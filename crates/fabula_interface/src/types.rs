//! Shared request types for the capability traits.

use serde::{Deserialize, Serialize};

/// Aspect ratio hint passed with an image request.
///
/// Covers and page illustrations are square; reference sheets are wide so
/// several labeled entries fit side by side.
#[derive(Debug, Clone, Copy, PartialEq, Eq, Hash, Serialize, Deserialize, derive_more::Display)]
pub enum AspectRatio {
    /// 1:1, used for covers and page illustrations
    #[display("1:1")]
    Square,
    /// 16:9, used for reference sheets
    #[display("16:9")]
    Wide,
}

/// A reference image attached to an image-generation request.
#[derive(Debug, Clone, PartialEq)]
pub struct ImageInput {
    /// MIME type, e.g. "image/png"
    pub mime: String,
    /// Raw image bytes
    pub data: Vec<u8>,
}

impl ImageInput {
    /// Convenience constructor for PNG data.
    pub fn png(data: Vec<u8>) -> Self {
        Self {
            mime: "image/png".to_string(),
            data,
        }
    }

    /// Convenience constructor for JPEG data.
    pub fn jpeg(data: Vec<u8>) -> Self {
        Self {
            mime: "image/jpeg".to_string(),
            data,
        }
    }
}

/// One image-generation request: a prompt plus reference images.
#[derive(Debug, Clone, PartialEq)]
pub struct ImageRequest {
    /// Instruction prompt for the image model
    pub prompt: String,
    /// Reference images, in the order the prompt refers to them
    pub references: Vec<ImageInput>,
    /// Requested aspect ratio
    pub aspect_ratio: AspectRatio,
}

impl ImageRequest {
    /// Build a request with no reference images.
    pub fn new(prompt: impl Into<String>, aspect_ratio: AspectRatio) -> Self {
        Self {
            prompt: prompt.into(),
            references: Vec::new(),
            aspect_ratio,
        }
    }

    /// Attach a reference image.
    pub fn with_reference(mut self, reference: ImageInput) -> Self {
        self.references.push(reference);
        self
    }
}

/// Input to minimal-premise generation: the reference photo plus the
/// submission metadata.
#[derive(Debug, Clone, PartialEq)]
pub struct PremiseRequest {
    /// Reference photo of the child
    pub photo: ImageInput,
    /// Child's name
    pub child_name: String,
    /// Child's age in years
    pub age: u8,
    /// Free-text interests; an empty string means "magical adventures"
    pub interests: String,
}
//! Raster operations: overlay band, cover caption, back cover.
//!
//! All coordinates derive from the page being 8.5 inches square, so the
//! same code works at any raster resolution.

use crate::font::FontSet;
use crate::layout::{self, fit_text, wrap_words};
use ab_glyph::PxScale;
use fabula_error::{CompositorError, CompositorErrorKind, FabulaResult};
use image::{ImageFormat, Rgb, RgbImage};
use imageproc::drawing::{draw_text_mut, text_size};
use std::io::Cursor;

/// Page edge in inches; pages are square.
pub(crate) const PAGE_INCHES: f32 = 8.5;

/// Height of the text band in inches.
const BAND_INCHES: f32 = 2.0;

const OVERLAY_TEXT: Rgb<u8> = Rgb([255, 255, 255]);
const TITLE_COLOR: Rgb<u8> = Rgb([50, 50, 100]);
const SUMMARY_COLOR: Rgb<u8> = Rgb([70, 70, 70]);

/// Darken the bottom band and render the page text into it in white.
///
/// The band covers the bottom two inches at half strength, matching the
/// soft-colored region the page prompt reserves for text.
pub(crate) fn draw_overlay_band(img: &mut RgbImage, text: &str, fonts: &FontSet) {
    let side = img.height();
    let inch = side as f32 / PAGE_INCHES;
    let band_height = (BAND_INCHES * inch) as u32;
    let band_top = side.saturating_sub(band_height);

    for y in band_top..side {
        for x in 0..img.width() {
            let pixel = img.get_pixel_mut(x, y);
            for channel in pixel.0.iter_mut() {
                *channel /= 2;
            }
        }
    }

    let max_width_pt = (img.width() as f32 - inch) / pt_to_px(1.0, inch);
    let max_height_pt = (BAND_INCHES - 1.0) * 72.0;
    let fit = fit_text(
        text,
        max_width_pt,
        max_height_pt,
        layout::MAX_OVERLAY_LINES,
        fonts.bold(),
    );

    if fit.overflow {
        tracing::warn!(len = text.len(), "Page text overflows the band at minimum size");
    }

    let size_px = pt_to_px(fit.size, inch);
    let line_height_px = pt_to_px(fit.size + layout::LINE_GAP, inch);
    let x = (0.5 * inch) as i32;
    let mut y = band_top as f32 + 0.5 * inch - size_px;

    for line in &fit.lines {
        draw_text_mut(
            img,
            OVERLAY_TEXT,
            x,
            y as i32,
            PxScale::from(size_px),
            fonts.bold(),
            line,
        );
        y += line_height_px;
    }
}

/// Stamp "A book for: {name}" in the bottom-right corner of a cover.
///
/// Takes and returns encoded PNG bytes; the cover goes straight from the
/// image model to the preview, so this is the only raster pass it gets.
pub fn add_cover_caption(
    image_bytes: &[u8],
    child_name: &str,
    fonts: &FontSet,
) -> FabulaResult<Vec<u8>> {
    let mut img = image::load_from_memory(image_bytes)
        .map_err(|e| CompositorError::new(CompositorErrorKind::ImageDecode(e.to_string())))?
        .to_rgb8();

    let caption = format!("A book for: {child_name}");
    let scale = PxScale::from(28.0);
    let (text_width, text_height) = text_size(scale, fonts.bold(), &caption);

    let margin = 20;
    let x = img.width() as i32 - text_width as i32 - margin;
    let y = img.height() as i32 - text_height as i32 - margin;
    draw_text_mut(&mut img, OVERLAY_TEXT, x.max(0), y.max(0), scale, fonts.bold(), &caption);

    encode_png(&img)
}

/// Render the gradient back cover with centered title and summary.
pub(crate) fn back_cover(side: u32, title: &str, summary: &str, fonts: &FontSet) -> RgbImage {
    let mut img = RgbImage::new(side, side);

    // Vertical gradient from pale blue to teal
    for y in 0..side {
        let ratio = y as f32 / side as f32;
        let r = (200.0 + (150.0 - 200.0) * ratio) as u8;
        let g = (220.0 + (200.0 - 220.0) * ratio) as u8;
        let b = (255.0 + (230.0 - 255.0) * ratio) as u8;
        for x in 0..side {
            img.put_pixel(x, y, Rgb([r, g, b]));
        }
    }

    // Constants below are tuned for a 612px square and scale with it
    let s = side as f32 / 612.0;

    let title_scale = PxScale::from(60.0 * s);
    let (title_width, _) = text_size(title_scale, fonts.bold(), title);
    let title_x = (side as i32 - title_width as i32) / 2;
    draw_text_mut(
        &mut img,
        TITLE_COLOR,
        title_x.max(0),
        (100.0 * s) as i32,
        title_scale,
        fonts.bold(),
        title,
    );

    let text_size_pt = 32.0 * s;
    let max_width = side as f32 - 200.0 * s;
    let lines = wrap_words(summary, max_width, text_size_pt, fonts.regular());

    let step = (45.0 * s) as i32;
    let mut y = side as i32 / 2 - (lines.len() as i32 * (40.0 * s) as i32) / 2;
    for line in &lines {
        let (line_width, _) = text_size(PxScale::from(text_size_pt), fonts.regular(), line);
        let x = (side as i32 - line_width as i32) / 2;
        draw_text_mut(
            &mut img,
            SUMMARY_COLOR,
            x.max(0),
            y,
            PxScale::from(text_size_pt),
            fonts.regular(),
            line,
        );
        y += step;
    }

    img
}

pub(crate) fn encode_png(img: &RgbImage) -> FabulaResult<Vec<u8>> {
    let mut buf = Vec::new();
    image::DynamicImage::ImageRgb8(img.clone())
        .write_to(&mut Cursor::new(&mut buf), ImageFormat::Png)
        .map_err(|e| CompositorError::new(CompositorErrorKind::ImageEncode(e.to_string())))?;
    Ok(buf)
}

fn pt_to_px(points: f32, inch_px: f32) -> f32 {
    points * inch_px / 72.0
}
//! JSON-file persistence for the book aggregate.

use fabula_core::{Book, BookId};
use fabula_error::{FabulaResult, JsonError, StorageError, StorageErrorKind};
use fabula_interface::BookStore;
use std::path::{Path, PathBuf};
use tracing::debug;

/// Book store keeping one JSON file per book under a base directory.
///
/// Writes are atomic (temp file + rename), so a crash mid-save leaves the
/// previous record intact rather than a truncated file.
#[derive(Debug, Clone)]
pub struct JsonBookStore {
    base_dir: PathBuf,
}

impl JsonBookStore {
    /// Create a store rooted at `base_dir`, creating it if needed.
    pub fn new(base_dir: impl AsRef<Path>) -> FabulaResult<Self> {
        let base_dir = base_dir.as_ref().to_path_buf();

        if !base_dir.exists() {
            std::fs::create_dir_all(&base_dir).map_err(|e| {
                StorageError::new(StorageErrorKind::DirectoryCreation(format!(
                    "{}: {}",
                    base_dir.display(),
                    e
                )))
            })?;
        }

        debug!(path = %base_dir.display(), "Initialized book store");
        Ok(Self { base_dir })
    }

    fn book_path(&self, book_id: &BookId) -> PathBuf {
        self.base_dir.join(format!("{}.json", book_id))
    }
}

#[async_trait::async_trait]
impl BookStore for JsonBookStore {
    async fn load(&self, book_id: &BookId) -> FabulaResult<Book> {
        let path = self.book_path(book_id);

        let contents = tokio::fs::read_to_string(&path).await.map_err(|e| {
            if e.kind() == std::io::ErrorKind::NotFound {
                StorageError::new(StorageErrorKind::BookNotFound(book_id.to_string()))
            } else {
                StorageError::new(StorageErrorKind::FileRead(format!(
                    "{}: {}",
                    path.display(),
                    e
                )))
            }
        })?;

        let book = serde_json::from_str(&contents)
            .map_err(|e| JsonError::new(format!("book record {}: {}", path.display(), e)))?;

        debug!(book_id = %book_id, "Loaded book record");
        Ok(book)
    }

    async fn save(&self, book: &Book) -> FabulaResult<()> {
        let path = self.book_path(&book.id);
        let contents = serde_json::to_string_pretty(book)
            .map_err(|e| JsonError::new(format!("serialize book {}: {}", book.id, e)))?;

        let temp_path = path.with_extension("json.tmp");
        tokio::fs::write(&temp_path, &contents).await.map_err(|e| {
            StorageError::new(StorageErrorKind::FileWrite(format!(
                "{}: {}",
                temp_path.display(),
                e
            )))
        })?;

        tokio::fs::rename(&temp_path, &path).await.map_err(|e| {
            StorageError::new(StorageErrorKind::FileWrite(format!(
                "rename {} to {}: {}",
                temp_path.display(),
                path.display(),
                e
            )))
        })?;

        debug!(book_id = %book.id, status = %book.status, "Saved book record");
        Ok(())
    }
}

#[cfg(test)]
mod tests {
    use super::*;
    use fabula_core::BookStatus;

    fn sample_book() -> Book {
        Book::submit("Luna", 6, "dragons and stars", "photos/luna.jpg")
    }

    #[tokio::test]
    async fn save_then_load_round_trips() {
        let dir = tempfile::tempdir().unwrap();
        let store = JsonBookStore::new(dir.path()).unwrap();

        let book = sample_book();
        store.save(&book).await.unwrap();

        let loaded = store.load(&book.id).await.unwrap();
        assert_eq!(loaded, book);
    }

    #[tokio::test]
    async fn save_overwrites_previous_record() {
        let dir = tempfile::tempdir().unwrap();
        let store = JsonBookStore::new(dir.path()).unwrap();

        let mut book = sample_book();
        store.save(&book).await.unwrap();

        book.status = BookStatus::PreviewReady;
        book.set_progress("Preview ready", 100);
        store.save(&book).await.unwrap();

        let loaded = store.load(&book.id).await.unwrap();
        assert_eq!(loaded.status, BookStatus::PreviewReady);
        assert_eq!(loaded.progress_percentage, 100);
    }

    #[tokio::test]
    async fn missing_book_reports_book_not_found() {
        let dir = tempfile::tempdir().unwrap();
        let store = JsonBookStore::new(dir.path()).unwrap();

        let id = BookId::generate();
        let err = store.load(&id).await.unwrap_err();
        assert!(format!("{err}").contains("Book not found"));
    }
}
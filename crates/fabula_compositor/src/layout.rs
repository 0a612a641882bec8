//! Text layout: word wrapping and adaptive font-size selection.

/// Font size candidates tried from largest to smallest, in points.
pub const FONT_SIZE_CANDIDATES: [f32; 4] = [18.0, 16.0, 14.0, 12.0];

/// Fixed gap added to the font size to get the line height, in points.
pub const LINE_GAP: f32 = 4.0;

/// Maximum number of lines in the overlay band.
pub const MAX_OVERLAY_LINES: usize = 7;

/// Width measurement for a run of text at a given font size.
///
/// The layout algorithm is pure over this trait; production uses a real
/// font, tests a fixed-width fake.
pub trait TextMeasurer {
    /// Advance width of `text` rendered at `size` points.
    fn text_width(&self, text: &str, size: f32) -> f32;
}

/// Result of fitting a text block into the overlay band.
#[derive(Debug, Clone, PartialEq)]
pub struct TextFit {
    /// Selected font size in points
    pub size: f32,
    /// Wrapped lines at that size
    pub lines: Vec<String>,
    /// True when even the smallest candidate exceeded the constraints
    pub overflow: bool,
}

/// Greedy word-atomic wrap: words are never split, and a word wider than
/// the whole line gets a line of its own.
pub fn wrap_words(
    text: &str,
    max_width: f32,
    size: f32,
    measurer: &dyn TextMeasurer,
) -> Vec<String> {
    let mut lines = Vec::new();
    let mut current = String::new();

    for word in text.split_whitespace() {
        let candidate = if current.is_empty() {
            word.to_string()
        } else {
            format!("{current} {word}")
        };

        if measurer.text_width(&candidate, size) < max_width {
            current = candidate;
        } else {
            if !current.is_empty() {
                lines.push(current);
            }
            current = word.to_string();
        }
    }

    if !current.is_empty() {
        lines.push(current);
    }

    lines
}

/// Pick the largest candidate size whose wrapped text fits the band.
///
/// A candidate fits when it needs at most `max_lines` lines and the total
/// height (`lines * (size + LINE_GAP)`) stays within `max_height`. When no
/// candidate fits, the smallest one is used anyway and `overflow` is set;
/// text may clip but assembly never fails over layout.
pub fn fit_text(
    text: &str,
    max_width: f32,
    max_height: f32,
    max_lines: usize,
    measurer: &dyn TextMeasurer,
) -> TextFit {
    for size in FONT_SIZE_CANDIDATES {
        let lines = wrap_words(text, max_width, size, measurer);
        let total_height = lines.len() as f32 * (size + LINE_GAP);

        if lines.len() <= max_lines && total_height <= max_height {
            return TextFit {
                size,
                lines,
                overflow: false,
            };
        }
    }

    let size = FONT_SIZE_CANDIDATES[FONT_SIZE_CANDIDATES.len() - 1];
    let lines = wrap_words(text, max_width, size, measurer);
    TextFit {
        size,
        lines,
        overflow: true,
    }
}

#[cfg(test)]
mod tests {
    use super::*;

    /// Fake measurer: every character is `size * 0.6` wide.
    struct FixedWidth;

    impl TextMeasurer for FixedWidth {
        fn text_width(&self, text: &str, size: f32) -> f32 {
            text.chars().count() as f32 * size * 0.6
        }
    }

    #[test]
    fn short_text_takes_largest_size() {
        let fit = fit_text("The fox ran.", 400.0, 100.0, 7, &FixedWidth);
        assert_eq!(fit.size, 18.0);
        assert_eq!(fit.lines, vec!["The fox ran."]);
        assert!(!fit.overflow);
    }

    #[test]
    fn wrap_is_word_atomic() {
        // At size 10 each char is 6pt wide; "aaaa bbbb" is 54pt.
        let lines = wrap_words("aaaa bbbb cccc", 55.0, 10.0, &FixedWidth);
        assert_eq!(lines, vec!["aaaa bbbb", "cccc"]);
    }

    #[test]
    fn word_wider_than_line_gets_its_own_line() {
        let lines = wrap_words("hi extraordinarily no", 60.0, 10.0, &FixedWidth);
        assert_eq!(lines, vec!["hi", "extraordinarily", "no"]);
    }

    #[test]
    fn whitespace_only_text_yields_no_lines() {
        assert!(wrap_words("   \n\t ", 100.0, 12.0, &FixedWidth).is_empty());
        let fit = fit_text("", 100.0, 100.0, 7, &FixedWidth);
        assert!(fit.lines.is_empty());
        assert!(!fit.overflow);
    }

    #[test]
    fn long_text_steps_down_the_candidates() {
        // Three words per line at most, sized so 18pt needs too many lines.
        let text = "word ".repeat(30);
        let width = 3.0 * 5.0 * 12.0 * 0.6 + 1.0; // three words fit at 12pt

        let fit = fit_text(&text, width, 1000.0, 10, &FixedWidth);
        assert!(fit.size < 18.0);
        assert!(!fit.overflow);
        for line in &fit.lines {
            assert!(FixedWidth.text_width(line, fit.size) < width);
        }
    }

    #[test]
    fn impossible_text_falls_back_to_smallest_with_overflow() {
        let text = "word ".repeat(200);
        let fit = fit_text(&text, 100.0, 50.0, 7, &FixedWidth);
        assert_eq!(fit.size, 12.0);
        assert!(fit.overflow);
        assert!(!fit.lines.is_empty());
    }

    #[test]
    fn wrapping_already_wrapped_lines_is_stable() {
        let text = "the quick brown fox jumps over the lazy dog again and again";
        let lines = wrap_words(text, 80.0, 12.0, &FixedWidth);
        for line in &lines {
            assert_eq!(wrap_words(line, 80.0, 12.0, &FixedWidth), vec![line.clone()]);
        }
    }
}
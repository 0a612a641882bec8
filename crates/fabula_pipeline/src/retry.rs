//! Bounded fixed-delay retries for asset generation.

use fabula_error::{FabulaResult, PipelineError, PipelineErrorKind};
use std::future::Future;
use std::time::Duration;

/// Retry policy for a single asset: a fixed number of attempts with a
/// fixed delay between them.
///
/// Image generation failures are treated uniformly; there is no
/// retryable/permanent distinction, matching how the service degrades in
/// practice (quota blips and content refusals look the same to us).
#[derive(Debug, Clone, Copy, PartialEq, Eq)]
pub struct RetryPolicy {
    /// Total attempts, including the first
    pub max_attempts: u32,
    /// Fixed delay between attempts
    pub delay: Duration,
}

impl RetryPolicy {
    /// Create a policy.
    pub fn new(max_attempts: u32, delay: Duration) -> Self {
        Self {
            max_attempts: max_attempts.max(1),
            delay,
        }
    }
}

impl Default for RetryPolicy {
    fn default() -> Self {
        Self::new(3, Duration::from_secs(2))
    }
}

/// Run `op` until it succeeds or the policy is exhausted.
///
/// Emits one tracing event per attempt. After the final failure the last
/// error is wrapped in a retries-exhausted pipeline error naming `label`.
pub async fn retry_asset<T, F, Fut>(
    policy: &RetryPolicy,
    label: &str,
    mut op: F,
) -> FabulaResult<T>
where
    F: FnMut() -> Fut,
    Fut: Future<Output = FabulaResult<T>>,
{
    let mut last_error = None;

    for attempt in 1..=policy.max_attempts {
        tracing::debug!(label, attempt, max = policy.max_attempts, "Generating asset");

        match op().await {
            Ok(value) => {
                if attempt > 1 {
                    tracing::info!(label, attempt, "Asset generation recovered");
                }
                return Ok(value);
            }
            Err(e) => {
                tracing::warn!(label, attempt, error = %e, "Asset generation attempt failed");
                last_error = Some(e);
                if attempt < policy.max_attempts {
                    tokio::time::sleep(policy.delay).await;
                }
            }
        }
    }

    let detail = match last_error {
        Some(e) => format!("{label} after {} attempts: {e}", policy.max_attempts),
        None => format!("{label} after {} attempts", policy.max_attempts),
    };
    Err(PipelineError::new(PipelineErrorKind::RetriesExhausted(detail)).into())
}
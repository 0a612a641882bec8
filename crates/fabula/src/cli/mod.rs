//! Command-line interface.

mod commands;
mod run;

pub use commands::{Cli, Commands};
pub use run::run;
//! Final-document composition.
//!
//! Turns the generated artwork into the deliverable: page images with the
//! narrative text rendered into a semi-transparent band, a captioned
//! cover, a gradient back cover, and the whole sequence assembled into a
//! square PDF.
//!
//! Text layout is a pure algorithm over a [`TextMeasurer`] so it can be
//! tested without a font file; the shipped measurer is backed by ab_glyph.

#![forbid(unsafe_code)]
#![warn(missing_docs)]

mod compositor;
mod document;
mod font;
mod layout;
mod raster;

pub use compositor::DocumentCompositor;
pub use font::FontSet;
pub use layout::{fit_text, wrap_words, TextFit, TextMeasurer, FONT_SIZE_CANDIDATES};
pub use raster::add_cover_caption;
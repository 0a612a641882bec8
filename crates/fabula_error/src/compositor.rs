//! Document compositor error types.

/// Kinds of compositor errors.
#[derive(Debug, Clone, PartialEq, Eq, Hash, PartialOrd, Ord, derive_more::Display)]
pub enum CompositorErrorKind {
    /// A page or cover image could not be decoded
    #[display("Failed to decode image: {}", _0)]
    ImageDecode(String),
    /// An image could not be re-encoded for embedding
    #[display("Failed to encode image: {}", _0)]
    ImageEncode(String),
    /// No usable font could be loaded
    #[display("Font unavailable: {}", _0)]
    FontUnavailable(String),
    /// The assembled document could not be serialized
    #[display("Failed to write document: {}", _0)]
    DocumentWrite(String),
    /// Required input was missing
    #[display("Missing compositor input: {}", _0)]
    MissingInput(String),
}

/// Compositor error with source location tracking.
#[derive(Debug, Clone, derive_more::Display, derive_more::Error)]
#[display("Compositor Error: {} at line {} in {}", kind, line, file)]
pub struct CompositorError {
    /// The kind of error that occurred
    pub kind: CompositorErrorKind,
    /// Line number where error was created
    pub line: u32,
    /// File where error was created
    pub file: &'static str,
}

impl CompositorError {
    /// Create a new CompositorError with automatic location tracking.
    #[track_caller]
    pub fn new(kind: CompositorErrorKind) -> Self {
        let location = std::panic::Location::caller();
        Self {
            kind,
            line: location.line(),
            file: location.file(),
        }
    }
}
//! Persistence backends for generated assets and book records.
//!
//! Two concerns live here. [`AssetStore`] holds the binary artifacts the
//! pipeline produces (cover, sheets, page images, the final document) in a
//! content-addressable filesystem layout. [`JsonBookStore`] persists the
//! book aggregate itself as one JSON file per book, implementing the
//! [`fabula_interface::BookStore`] seam that a real deployment would back
//! with a database.

#![forbid(unsafe_code)]
#![warn(missing_docs)]

mod book_store;
mod filesystem;
mod store;

pub use book_store::JsonBookStore;
pub use filesystem::FileSystemStorage;
pub use store::{AssetKind, AssetStore};
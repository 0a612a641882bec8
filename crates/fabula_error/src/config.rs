//! Configuration error types.

/// Configuration error with source location.
#[derive(Debug, Clone, derive_more::Display, derive_more::Error)]
#[display("Configuration Error: {} at line {} in {}", message, line, file)]
pub struct ConfigError {
    /// Error message
    pub message: String,
    /// Line number where the error occurred
    pub line: u32,
    /// File where the error occurred
    pub file: &'static str,
}

impl ConfigError {
    /// Create a new ConfigError with the given message at the current location.
    ///
    /// # Examples
    ///
    /// ```
    /// use fabula_error::ConfigError;
    ///
    /// let err = ConfigError::new("Missing required field");
    /// assert!(err.message.contains("Missing required"));
    /// ```
    #[track_caller]
    pub fn new(message: impl Into<String>) -> Self {
        let location = std::panic::Location::caller();
        Self {
            message: message.into(),
            line: location.line(),
            file: location.file(),
        }
    }
}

★ ★ ★ ★ ★ ★ ★

What this task involves:
Write out every line of the listing that holds the word "crates".

Task response:
filename crates/fabula_interface/src/types.rs
filename crates/fabula_compositor/src/layout.rs
filename crates/fabula_pipeline/src/retry.rs
filename crates/fabula/src/cli/mod.rs
filename crates/fabula_error/src/compositor.rs
filename crates/fabula_error/src/config.rs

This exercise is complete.